The JPEG 2000 Image Compression Standard

Jim Reid
Xerox Corporation
JReid@crt.xerox.com

ABSTRACT

This talk will give an overview of the JPEG 2000 Image Compression Standard, including the optional file formats defined in the standard to enable JPEG 20000 applications. The talk will then focus on one of those file formats - JPM, the JPEG 2000-defined file format for compound images.

JPEG 2000 is a wavelet-based image compression standard, developed by the JPEG committee (ISO/IEC JTC1 SC29/WG1). It was intended as a next generation follow-on to the JPEG standard. The core JPEG 2000 algorithm was completed in 2000 and is defined in Part 1 of the standard, which has been issued as ISO 15444-1.

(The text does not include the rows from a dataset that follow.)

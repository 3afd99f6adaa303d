use std::collections::HashMap;
use std::future::Future;
use std::pin::Pin;

#[derive(Debug, thiserror::Error)]
pub enum VectorStoreError {
    /// Backend unreachable, timed out, or overloaded. Retrying may succeed.
    #[error("vector store unavailable: {0}")]
    Unavailable(String),
    /// Backend reachable but refused the request (bad dimensions, bad payload).
    #[error("vector store rejected request: {0}")]
    Rejected(String),
    #[error("collection error: {0}")]
    Collection(String),
    #[error("upsert error: {0}")]
    Upsert(String),
    #[error("search error: {0}")]
    Search(String),
    #[error("delete error: {0}")]
    Delete(String),
    #[error("serialization error: {0}")]
    Serialization(String),
}

impl VectorStoreError {
    #[must_use]
    pub fn is_retryable(&self) -> bool {
        matches!(self, Self::Unavailable(_))
    }
}

#[derive(Debug, Clone)]
pub struct VectorPoint {
    pub id: String,
    pub vector: Vec<f32>,
    pub payload: HashMap<String, serde_json::Value>,
}

/// Payload filter. Every `must` condition has to hold, no `must_not` condition may
/// hold, and when `should` is non-empty at least one of its conditions has to hold.
#[derive(Debug, Clone, Default)]
pub struct VectorFilter {
    pub must: Vec<FieldCondition>,
    pub should: Vec<FieldCondition>,
    pub must_not: Vec<FieldCondition>,
}

impl VectorFilter {
    #[must_use]
    pub fn is_empty(&self) -> bool {
        self.must.is_empty() && self.should.is_empty() && self.must_not.is_empty()
    }
}

#[derive(Debug, Clone)]
pub struct FieldCondition {
    pub field: String,
    pub value: FieldValue,
}

impl FieldCondition {
    pub fn text(field: impl Into<String>, value: impl Into<String>) -> Self {
        Self {
            field: field.into(),
            value: FieldValue::Text(value.into()),
        }
    }
}

#[derive(Debug, Clone)]
pub enum FieldValue {
    Integer(i64),
    Text(String),
}

#[derive(Debug, Clone)]
pub struct ScoredVectorPoint {
    pub id: String,
    pub score: f32,
    pub payload: HashMap<String, serde_json::Value>,
}

pub(crate) type BoxFuture<'a, T> = Pin<Box<dyn Future<Output = T> + Send + 'a>>;

pub trait VectorStore: Send + Sync {
    /// Cheap liveness probe used by the connection pool before handing out a
    /// connection that has been idle.
    fn health_check(&self) -> BoxFuture<'_, Result<(), VectorStoreError>>;

    fn ensure_collection(
        &self,
        collection: &str,
        vector_size: u64,
    ) -> BoxFuture<'_, Result<(), VectorStoreError>>;

    fn collection_exists(&self, collection: &str) -> BoxFuture<'_, Result<bool, VectorStoreError>>;

    fn delete_collection(&self, collection: &str) -> BoxFuture<'_, Result<(), VectorStoreError>>;

    fn upsert(
        &self,
        collection: &str,
        points: Vec<VectorPoint>,
    ) -> BoxFuture<'_, Result<(), VectorStoreError>>;

    fn search(
        &self,
        collection: &str,
        vector: Vec<f32>,
        limit: u64,
        filter: Option<VectorFilter>,
    ) -> BoxFuture<'_, Result<Vec<ScoredVectorPoint>, VectorStoreError>>;

    fn delete_by_ids(
        &self,
        collection: &str,
        ids: Vec<String>,
    ) -> BoxFuture<'_, Result<(), VectorStoreError>>;

    /// Number of points stored in `collection`.
    fn count(&self, collection: &str) -> BoxFuture<'_, Result<u64, VectorStoreError>>;
}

The widespread use of JPEG for continuous image compression for digital cameras and images on web pages meant that a new compression algorithm needed to offer new features and capabilities-better compression performance by itself might not be sufficient to attract applications. As the next generation compression system, JPEG 2000 was developed with several criteria in mind to differentiate it from JPEG and to support new value propositions:

While there is little difference in perceived image quality between JPEG and JPEG 2000 when compressing 24-bit color images at 20:1, JPEG 2000 image quality is superior at compression ratios of 100:1 or more. In addition, JPEG 2000 can achieve lower bit rates than JPEG, whose performance is limited by the minimum number of bits required to encode an 8-by-8 block. The JPEG 2000 architecture supports both lossless and lossy compression and the compression of continuous-tone as well as bi-level images. Key to the new applications that JPEG 2000 supports is the organization of the compressed codestream, which enables several modes of progressive transmission, fixed-rate, fixed-size applications and random access within a compressed image JPEG 2000 is the emerging image compression standard. The JPEG 2000 image compression standard (Part 1) was approved in January 2001. JPEG 2000 chips have been developed, and many corporations, research organizations, and individuals are already offering JPEG 2000 software implementations of, at minimum, Part 1 of the specification.

Software demonstrations will be given of; basic JPEG 2000 functionality (Part 1 of the Standard), the JPIP Client/Server Protocol (Part 9), and JPM - the JPEG 2000 multi-layer compound file format (Part 6).